参謀―18世紀以前―

 ちょっと気になること。参謀の歴史とかそういった話になると、大体日本ではシャルンホルストとグナイゼナウあたりから話が始まるのが通例だ。日本語wikipedia"http://ja.wikipedia.org/wiki/%E5%8F%82%E8%AC%80"などの記述がその典型。ちなみにこれが英語になるとベルティエあたりに起源を求めている"http://en.wikipedia.org/wiki/Staff_(military)"。いずれにせよ19世紀以降が中心との分析だ。
 だが、歴史的に見れば18世紀以前に参謀的機能を果たしていた人間がいなかったわけではない。というか常備軍が存在するようになって以降、参謀という機能なしに軍隊は動かなかったようだ。プロイセン軍自体、17世紀半ばの時点で既に参謀的な存在はいたという("http://www.grosser-generalstab.de/regiment/bredow/bw007.html"参照)。
 旧ソヴィエトでまとめられた百科事典によれば、16世紀から17世紀にかけて参謀本部という組織が形作られていったそうだ"http://encyclopedia2.thefreedictionary.com/General+Staff"。実際、ティエボーのまとめた参謀のためのマニュアル本に乗っているフランスの参謀システムの歴史は、16世紀初頭のフランソワ1世"http://en.wikipedia.org/wiki/Francis_I_of_France"の時代から語り起こされているという"http://www.napoleon-series.org/military/organization/France/Miscellaneous/c_Staff.html"。

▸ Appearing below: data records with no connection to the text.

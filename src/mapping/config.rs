//! Persisted preferences
//!
//! Preferences are a flat TOML table stored in the user's home directory:
//!
//! ```toml
//! sensitivity = 3
//! sensorBarPosition = "above"
//! screen0Selected = true
//! screen1Selected = false
//! ```
//!
//! Values are read leniently: a value of the wrong type or out of range logs
//! a warning and falls back to its default instead of failing the whole load.

use crate::session::SessionConfig;
use crate::wiimote::types::{SensorBarPosition, Sensitivity};
use log::{debug, info, warn};
use serde::de::DeserializeOwned;
use serde::{Deserialize, Serialize};
use std::path::{Path, PathBuf};
use std::sync::atomic::{AtomicBool, AtomicUsize, Ordering};
use std::sync::{Arc, Mutex, PoisonError};
use thiserror::Error;

/// Preferences file name, placed in the home directory
pub const CONFIG_FILENAME: &str = ".wiimotemouse.toml";

pub const KEY_SENSITIVITY: &str = "sensitivity";
pub const KEY_SENSOR_BAR: &str = "sensorBarPosition";

/// Key holding the selection flag of monitor `index`
pub fn screen_key(index: usize) -> String {
    format!("screen{}Selected", index)
}

/// Get the preferences path (home directory, or the current dir as a fallback)
pub fn default_config_path() -> PathBuf {
    match dirs::home_dir() {
        Some(home) => home.join(CONFIG_FILENAME),
        None => PathBuf::from(CONFIG_FILENAME),
    }
}

#[derive(Debug, Error)]
pub enum ConfigError {
    #[error("Failed to read or write preferences: {0}")]
    Io(#[from] std::io::Error),

    #[error("Failed to parse preferences: {0}")]
    Parse(#[from] toml::de::Error),

    #[error("Failed to serialize preferences: {0}")]
    Serialize(#[from] toml::ser::Error),
}

/// Flat key/value preferences
#[derive(Debug, Clone, Default, PartialEq, Serialize, Deserialize)]
#[serde(transparent)]
pub struct Preferences {
    entries: toml::Table,
}

impl Preferences {
    pub fn new() -> Self {
        Self::default()
    }

    /// Preferences written on first run
    pub fn with_defaults(monitor_count: usize) -> Self {
        let mut prefs = Self::new();
        prefs.set_sensitivity(Sensitivity::default());
        prefs.set_sensor_bar(SensorBarPosition::default());
        for index in 0..monitor_count {
            prefs.set_screen_selected(index, true);
        }
        prefs
    }

    pub fn from_toml(content: &str) -> Result<Self, ConfigError> {
        Ok(toml::from_str(content)?)
    }

    pub fn to_toml(&self) -> Result<String, ConfigError> {
        Ok(toml::to_string(self)?)
    }

    pub fn get(&self, key: &str) -> Option<&toml::Value> {
        self.entries.get(key)
    }

    fn len(&self) -> usize {
        self.entries.len()
    }

    /// Deserialize `key` as `T`, or `default` when it is absent or invalid.
    fn read<T: DeserializeOwned>(&self, key: &str, default: T) -> T {
        let Some(value) = self.entries.get(key) else {
            return default;
        };
        let parsed: Result<T, toml::de::Error> = value.clone().try_into();
        match parsed {
            Ok(parsed) => parsed,
            Err(e) => {
                warn!("Ignoring {} = {}: {}", key, value, e);
                default
            }
        }
    }

    fn write<T: Serialize>(&mut self, key: String, value: T) {
        match toml::Value::try_from(value) {
            Ok(value) => {
                self.entries.insert(key, value);
            }
            Err(e) => warn!("Could not store {}: {}", key, e),
        }
    }

    pub fn sensitivity(&self) -> Sensitivity {
        self.read(KEY_SENSITIVITY, Sensitivity::default())
    }

    pub fn set_sensitivity(&mut self, level: Sensitivity) {
        self.write(KEY_SENSITIVITY.to_string(), level);
    }

    pub fn sensor_bar(&self) -> SensorBarPosition {
        self.read(KEY_SENSOR_BAR, SensorBarPosition::default())
    }

    pub fn set_sensor_bar(&mut self, position: SensorBarPosition) {
        self.write(KEY_SENSOR_BAR.to_string(), position);
    }

    /// Whether monitor `index` is selected; monitors without an entry are.
    pub fn screen_selected(&self, index: usize) -> bool {
        self.read(&screen_key(index), true)
    }

    pub fn set_screen_selected(&mut self, index: usize, selected: bool) {
        self.write(screen_key(index), selected);
    }

    pub fn session_config(&self) -> SessionConfig {
        SessionConfig {
            sensitivity: self.sensitivity(),
            sensor_bar: self.sensor_bar(),
        }
    }
}

/// Where preferences are loaded from and saved to
pub trait ConfigStore: Send + Sync {
    /// Stored preferences, or `None` if nothing has been saved yet
    fn load(&self) -> Result<Option<Preferences>, ConfigError>;

    fn save(&self, prefs: &Preferences) -> Result<(), ConfigError>;
}

/// TOML file store
#[derive(Debug, Clone)]
pub struct FileConfigStore {
    path: PathBuf,
}

impl FileConfigStore {
    pub fn new<P: AsRef<Path>>(path: P) -> Self {
        Self {
            path: path.as_ref().to_path_buf(),
        }
    }

    /// Store at [`default_config_path`]
    pub fn in_home() -> Self {
        Self::new(default_config_path())
    }

    pub fn path(&self) -> &Path {
        &self.path
    }
}

impl ConfigStore for FileConfigStore {
    fn load(&self) -> Result<Option<Preferences>, ConfigError> {
        if !self.path.exists() {
            debug!("No preferences file at: {}", self.path.display());
            return Ok(None);
        }

        info!("Loading preferences from: {}", self.path.display());
        let content = std::fs::read_to_string(&self.path)?;
        let prefs = Preferences::from_toml(&content)?;
        debug!("  - {} entries", prefs.len());
        Ok(Some(prefs))
    }

    fn save(&self, prefs: &Preferences) -> Result<(), ConfigError> {
        let content = prefs.to_toml()?;
        std::fs::write(&self.path, content)?;
        debug!("Saved preferences to: {}", self.path.display());
        Ok(())
    }
}

/// In-memory store. Clones share contents; saves can be made to fail.
#[derive(Debug, Clone, Default)]
pub struct MemoryConfigStore {
    saved: Arc<Mutex<Option<Preferences>>>,
    fail_saves: Arc<AtomicBool>,
    saves: Arc<AtomicUsize>,
}

impl MemoryConfigStore {
    pub fn new() -> Self {
        Self::default()
    }

    pub fn with_preferences(prefs: Preferences) -> Self {
        let store = Self::new();
        *store.saved.lock().unwrap_or_else(PoisonError::into_inner) = Some(prefs);
        store
    }

    pub fn fail_saves(&self, fail: bool) {
        self.fail_saves.store(fail, Ordering::SeqCst);
    }

    /// Number of successful saves
    pub fn save_count(&self) -> usize {
        self.saves.load(Ordering::SeqCst)
    }

    pub fn saved(&self) -> Option<Preferences> {
        self.saved.lock().unwrap_or_else(PoisonError::into_inner).clone()
    }
}

impl ConfigStore for MemoryConfigStore {
    fn load(&self) -> Result<Option<Preferences>, ConfigError> {
        Ok(self.saved())
    }

    fn save(&self, prefs: &Preferences) -> Result<(), ConfigError> {
        if self.fail_saves.load(Ordering::SeqCst) {
            return Err(ConfigError::Io(std::io::Error::new(
                std::io::ErrorKind::PermissionDenied,
                "saving disabled",
            )));
        }
        *self.saved.lock().unwrap_or_else(PoisonError::into_inner) = Some(prefs.clone());
        self.saves.fetch_add(1, Ordering::SeqCst);
        Ok(())
    }
}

 いわゆる旧体制(アンシャン・レジーム)の頃から参謀が存在していたことは間違いないし、彼らがかなり重要な役目を果たしていたことも事実のようだ。ルイ14世麾下のフランス軍で参謀長を務めたカティナは、参謀長の役割について以下のように述べている。
 
「参謀長は命令の分配者であり、司令官の敬意あるいは友情を借りているだけでどのような権威も持たない彼の伝声管役である。そして参謀長はしばしば自ら適切だと判断した命令を下し、兵たちも彼から命令を受けたと思っている。もし参謀長が自らの役目の範囲に引きこもり、敬意も、友情も、祖国や栄光への愛情でも司令官とつながっていなかったなら、組織は重苦しい動きしかせず、そして1人の人間が同時にあらゆる場所にいることは不可能であるため、司令官の意図を知らない故にアクシデントを解決できなくなる」
Les transformations de l'armée française, Tome Premier"http://books.google.co.jp/books?id=0VwaAAAAYAAJ" p189
 
 上記の本をまとめたトゥーマは、テュレンヌの下で参謀長として活躍したシャムレーに関する逸話を紹介したうえで「彼の果たした役割は、今日陸軍省の参謀総長に与えられたものではないか?」(p187-188)と指摘している。19世紀後半、既にベルティエやシャルンホルストどころか大モルトケより後の時代の人間が、そのように書いているのは重要だ。
 いずれにせよ18世紀以前の歴史における参謀については紹介されている割合があまりに少ない気がする。私自身も詳しいわけではないのだが、もっと18世紀以前の彼らの役割をきちんと知る必要があるやに思える。